Engineering is defined as the branch of science and technology concerned with the design, building, and use of engines, machines, and structures.
In the Computer Science context, this is data structures, paradigms, software architecture and so on and so forth (one would agree that certain related stuff like ML algorithm creation and optimization belong primarily to the Mathematical Realm and not to CS).
Coding is, in this context, the ability to materialize these concepts.
For the sake of answering the question on a way that can lead to knowledge increase, I assume, by reading the comments of the OP that the main concern is “how things behave under the hood and why is this working”.
The Gobblydigook
To answer that we need to understand how a transistor (a.k.a. transfer resistor) works so you can understand how digital computers work (by using zeroes and ones), then understand binary and how can you encode information in binary, then you reach C++, code a program and compile it.
You’ll receive binary code so gap fulfilled. Now if you want to understand how a C++ compiler transforms our code to binary code (parse trees and so), but now how the program runs? This opens the door to Random Access Memory, Data Storage etc to understand which are the steps on computing something and why.
Then maybe you reach JS to create a UI and some backend services in Node to bring something to life while using interOp with some C++ program for a critical building block of your software architecture.
This requires knowing how V8 engine works, whats the JIT compiler, how does it does its thing, what are the OSI model to understand how internet layers work, how JS runtime interacts with Cpp executable and so on and so forth.
Useful information:
You can keep on going for ages, so to avoid falling into an endless spiral, the first thing you should do is going to the fundamentals.

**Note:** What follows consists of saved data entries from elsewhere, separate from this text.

use glam::Vec3;
use rand::SeedableRng;
use rand_chacha::ChaCha8Rng;

use swarmsim_core::components::{DroneBody, DroneSpec};
use swarmsim_core::constants::*;
use swarmsim_core::enums::WaypointTrigger;
use swarmsim_core::events::SimEvent;
use swarmsim_core::steering::Steering;

use crate::attack::AttackBehavior;
use crate::recon::{orbit_point, ReconBehavior};
use crate::{Behavior, BehaviorCtx};

/// Steering mock that records every command.
#[derive(Debug, Default)]
struct MockSteering {
    seeks: Vec<Vec3>,
    clears: u32,
    reached: bool,
}

impl Steering for MockSteering {
    fn seek_to(&mut self, point: Vec3) {
        self.seeks.push(point);
    }

    fn clear_target(&mut self) {
        self.clears += 1;
    }

    fn destination_reached(&self) -> bool {
        self.reached
    }
}

/// Owns everything a behavior context borrows.
struct Rig {
    body: DroneBody,
    steering: MockSteering,
    rng: ChaCha8Rng,
    events: Vec<SimEvent>,
}

impl Rig {
    fn new() -> Self {
        Self {
            body: DroneBody::from_spec(&DroneSpec::copter()),
            steering: MockSteering::default(),
            rng: ChaCha8Rng::seed_from_u64(7),
            events: Vec::new(),
        }
    }

    fn ctx(&mut self, position: Vec3, target: Option<Vec3>) -> BehaviorCtx<'_> {
        BehaviorCtx {
            dt: DT,
            position,
            target,
            body: &mut self.body,
            steering: &mut self.steering,
            rng: &mut self.rng,
            events: &mut self.events,
        }
    }

    fn drops(&self) -> usize {
        self.events
            .iter()
            .filter(|e| matches!(e, SimEvent::BombDropped { .. }))
            .count()
    }

    fn detonations(&self) -> usize {
        self.events
            .iter()
            .filter(|e| matches!(e, SimEvent::Detonation { .. }))
            .count()
    }
}

// ---- Recon ----

#[test]
fn test_orbit_point_periodic() {
    let center = Vec3::new(50.0, 0.0, -20.0);
    for k in [-2i32, -1, 1, 3] {
        for angle in [0.0f32, 45.0, 133.7, 359.0] {
            let base = orbit_point(center, 12.0, 15.0, angle);
            let shifted = orbit_point(center, 12.0, 15.0, angle + 360.0 * k as f32);
            assert_eq!(base, shifted, "angle {angle} + {k} turns");
        }
    }
}

#[test]
fn test_recon_orbits_continuously_and_never_completes() {
    let mut rig = Rig::new();
    let center = Vec3::new(100.0, 0.0, 100.0);
    let mut recon = ReconBehavior::new(&mut rig.rng, 10.0, 15.0, 30.0);

    recon.init(&mut rig.ctx(Vec3::ZERO, Some(center)));
    let initial_seeks = rig.steering.seeks.len();
    assert_eq!(initial_seeks, 1, "init issues the first orbit seek");

    for _ in 0..600 {
        recon.tick(&mut rig.ctx(Vec3::ZERO, Some(center)));
    }
    assert!(!recon.is_completed());
    // One seek per tick, continuously.
    assert_eq!(rig.steering.seeks.len(), initial_seeks + 600);

    // Every commanded point lies on the orbit circle, at the orbit
    // altitude give or take the jitter half-range.
    for seek in &rig.steering.seeks {
        let horizontal = Vec3::new(seek.x - center.x, 0.0, seek.z - center.z);
        assert!((horizontal.length() - 10.0).abs() < 1e-3);
        assert!((seek.y - 15.0).abs() <= ALTITUDE_JITTER_RANGE + 1e-3);
    }
}

#[test]
fn test_recon_orbit_altitude_varies_over_time() {
    let mut rig = Rig::new();
    let center = Vec3::new(40.0, 0.0, 0.0);
    let mut recon = ReconBehavior::new(&mut rig.rng, 10.0, 15.0, 30.0);

    recon.init(&mut rig.ctx(Vec3::ZERO, Some(center)));
    for _ in 0..2000 {
        recon.tick(&mut rig.ctx(Vec3::ZERO, Some(center)));
    }

    let min_y = rig.steering.seeks.iter().map(|s| s.y).fold(f32::MAX, f32::min);
    let max_y = rig.steering.seeks.iter().map(|s| s.y).fold(f32::MIN, f32::max);
    assert!(
        max_y - min_y > 0.01,
        "orbit altitude never re-targeted: span {}",
        max_y - min_y
    );
}

#[test]
fn test_recon_angle_advances_with_dt() {
    let mut rig = Rig::new();
    let mut recon = ReconBehavior::new(&mut rig.rng, 10.0, 15.0, 30.0);
    let start = recon.angle_deg();

    recon.tick(&mut rig.ctx(Vec3::ZERO, Some(Vec3::ZERO)));
    let advanced = (recon.angle_deg() - start).rem_euclid(360.0);
    assert!((advanced - 30.0 * DT).abs() < 1e-4);
}

#[test]
fn test_recon_lost_target_stalls_without_completing() {
    let mut rig = Rig::new();
    let mut recon = ReconBehavior::new(&mut rig.rng, 10.0, 15.0, 30.0);
    let angle = recon.angle_deg();

    for _ in 0..10 {
        recon.tick(&mut rig.ctx(Vec3::ZERO, None));
    }
    assert!(!recon.is_completed());
    assert_eq!(recon.angle_deg(), angle, "orbit frozen while target is lost");
    assert!(rig.steering.seeks.is_empty());
}

#[test]
fn test_recon_radius_clamped_to_minimum() {
    let mut rig = Rig::new();
    let mut recon = ReconBehavior::new(&mut rig.rng, 0.0, 15.0, 30.0);
    recon.tick(&mut rig.ctx(Vec3::ZERO, Some(Vec3::ZERO)));

    let seek = rig.steering.seeks[0];
    let horizontal = Vec3::new(seek.x, 0.0, seek.z);
    assert!((horizontal.length() - MIN_ORBIT_RADIUS).abs() < 1e-3);
}

// ---- Kamikaze attack ----

#[test]
fn test_kamikaze_chases_live_target_until_contact() {
    let mut rig = Rig::new();
    let mut attack = AttackBehavior::new(true, None);
    let agent = Vec3::new(0.0, 10.0, 0.0);

    // Far away: seek re-issued toward the live (moving) target each tick.
    let mut target = Vec3::new(0.0, 0.0, 50.0);
    for step in 0..5 {
        target.z += step as f32;
        attack.tick(&mut rig.ctx(agent, Some(target)));
        assert!(!attack.is_completed());
        assert_eq!(*rig.steering.seeks.last().unwrap(), target);
    }
    assert_eq!(rig.detonations(), 0);
}

#[test]
fn test_kamikaze_detonates_once_at_contact() {
    let mut rig = Rig::new();
    let mut attack = AttackBehavior::new(true, None);
    let agent = Vec3::new(0.0, 1.0, 0.0);
    let threshold = rig.body.collision_radius + KAMIKAZE_CONTACT_MARGIN;
    let target = agent + Vec3::Z * (threshold - 0.1);

    attack.tick(&mut rig.ctx(agent, Some(target)));
    assert_eq!(rig.detonations(), 1);
    assert!(attack.is_completed());
    assert!(!rig.body.alive);
    assert!(rig.steering.clears >= 1, "detonation releases steering");

    // Completed: further ticks are no-ops, no second explosion.
    for _ in 0..10 {
        attack.tick(&mut rig.ctx(agent, Some(target)));
    }
    assert_eq!(rig.detonations(), 1);
}

#[test]
fn test_kamikaze_just_outside_threshold_keeps_seeking() {
    let mut rig = Rig::new();
    let mut attack = AttackBehavior::new(true, None);
    let agent = Vec3::ZERO;
    let threshold = rig.body.collision_radius + KAMIKAZE_CONTACT_MARGIN;
    let target = Vec3::Z * (threshold + 0.01);

    attack.tick(&mut rig.ctx(agent, Some(target)));
    assert!(!attack.is_completed());
    assert_eq!(rig.detonations(), 0);
    assert_eq!(rig.steering.seeks, vec![target]);
}

// ---- Drop attack ----

#[test]
fn test_drop_releases_once_then_exits() {
    let mut rig = Rig::new();
    let exit = Vec3::new(200.0, 12.0, 0.0);
    let mut attack = AttackBehavior::new(false, Some(exit));
    let target = Vec3::new(0.0, 0.0, 100.0);
    let drop_point = target + Vec3::Y * DROP_HEIGHT_OFFSET;

    // On approach: seeks the drop point.
    attack.tick(&mut rig.ctx(Vec3::ZERO, Some(target)));
    assert_eq!(*rig.steering.seeks.last().unwrap(), drop_point);
    assert_eq!(rig.drops(), 0);

    // Within tolerance: exactly one release, then egress toward exit.
    attack.tick(&mut rig.ctx(drop_point + Vec3::X * 0.5, Some(target)));
    assert_eq!(rig.drops(), 1);
    assert!(!attack.is_completed());
    assert_eq!(*rig.steering.seeks.last().unwrap(), exit);

    // Loitering near the drop point never releases again.
    for _ in 0..20 {
        attack.tick(&mut rig.ctx(drop_point, Some(target)));
    }
    assert_eq!(rig.drops(), 1);

    // Reaching the exit completes the mission.
    attack.tick(&mut rig.ctx(exit + Vec3::X * 0.5, Some(target)));
    assert!(attack.is_completed());
}

#[test]
fn test_drop_without_exit_completes_immediately() {
    let mut rig = Rig::new();
    let mut attack = AttackBehavior::new(false, None);
    let target = Vec3::new(0.0, 0.0, 10.0);
    let drop_point = target + Vec3::Y * DROP_HEIGHT_OFFSET;

    attack.tick(&mut rig.ctx(drop_point, Some(target)));
    assert_eq!(rig.drops(), 1);
    assert!(attack.is_completed());
}

#[test]
fn test_attack_target_lost_is_safe_abort() {
    let mut rig = Rig::new();
    let mut attack = AttackBehavior::new(true, None);

    attack.tick(&mut rig.ctx(Vec3::ZERO, None));
    assert!(attack.is_completed());
    assert_eq!(rig.steering.clears, 1);
    assert!(rig.events.is_empty(), "safe abort has no side effects");
    assert!(rig.body.alive);
}

// ---- Common contract ----

#[test]
fn test_on_abort_idempotent() {
    let mut rig = Rig::new();
    let mut behavior = Behavior::Attack(AttackBehavior::new(false, Some(Vec3::X)));

    behavior.on_abort(&mut rig.steering);
    assert!(behavior.is_completed());
    let clears_after_first = rig.steering.clears;

    behavior.on_abort(&mut rig.steering);
    assert!(behavior.is_completed());
    // Second abort may clear again but observable state is unchanged.
    assert!(rig.steering.clears >= clears_after_first);
    assert!(rig.steering.seeks.is_empty());

    // Aborted behaviors ignore ticks.
    behavior.tick(&mut rig.ctx(Vec3::ZERO, Some(Vec3::Z)));
    assert!(rig.steering.seeks.is_empty());
    assert!(rig.events.is_empty());
}

#[test]
fn test_bomb_drop_hook_releases_once() {
    let mut rig = Rig::new();
    let exit = Vec3::new(50.0, 10.0, 0.0);
    let mut behavior = Behavior::Attack(AttackBehavior::new(false, Some(exit)));
    let target = Vec3::new(0.0, 0.0, 30.0);

    behavior.on_path_trigger(WaypointTrigger::Attack, &mut rig.ctx(Vec3::ZERO, Some(target)));
    assert_eq!(rig.drops(), 1);
    assert_eq!(*rig.steering.seeks.last().unwrap(), exit);

    // Repeat invocations stay single-shot.
    behavior.on_path_trigger(WaypointTrigger::Attack, &mut rig.ctx(Vec3::ZERO, Some(target)));
    assert_eq!(rig.drops(), 1);
}

#[test]
fn test_kamikaze_hook_starts_terminal_chase() {
    let mut rig = Rig::new();
    let mut behavior = Behavior::Attack(AttackBehavior::new(true, None));
    let target = Vec3::new(0.0, 0.0, 80.0);

    behavior.on_path_trigger(WaypointTrigger::Kamikaze, &mut rig.ctx(Vec3::ZERO, Some(target)));
    assert_eq!(rig.steering.seeks, vec![target]);

    // The mismatched hook is ignored.
    behavior.on_path_trigger(WaypointTrigger::Attack, &mut rig.ctx(Vec3::ZERO, Some(target)));
    assert_eq!(rig.drops(), 0);
}

#[test]
fn test_recon_ignores_path_triggers() {
    let mut rig = Rig::new();
    let recon = ReconBehavior::new(&mut rig.rng, 10.0, 15.0, 30.0);
    let mut behavior = Behavior::Recon(recon);

    behavior.on_path_trigger(WaypointTrigger::Kamikaze, &mut rig.ctx(Vec3::ZERO, Some(Vec3::Z)));
    assert!(rig.steering.seeks.is_empty());
    assert!(rig.events.is_empty());
}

There’s a book called Computer Science, an overview by J Glenn Brookshear which I recommend to anyone that wants to become a professional on CS.
It will give you the required surface knowledge regarding the big picture of CS which you can then explore by knowing the concepts (it’s way easier to find details of something if you already know that it exists) plus the book provides a good amount of information that helps on connecting the dots an understanding the whole much better.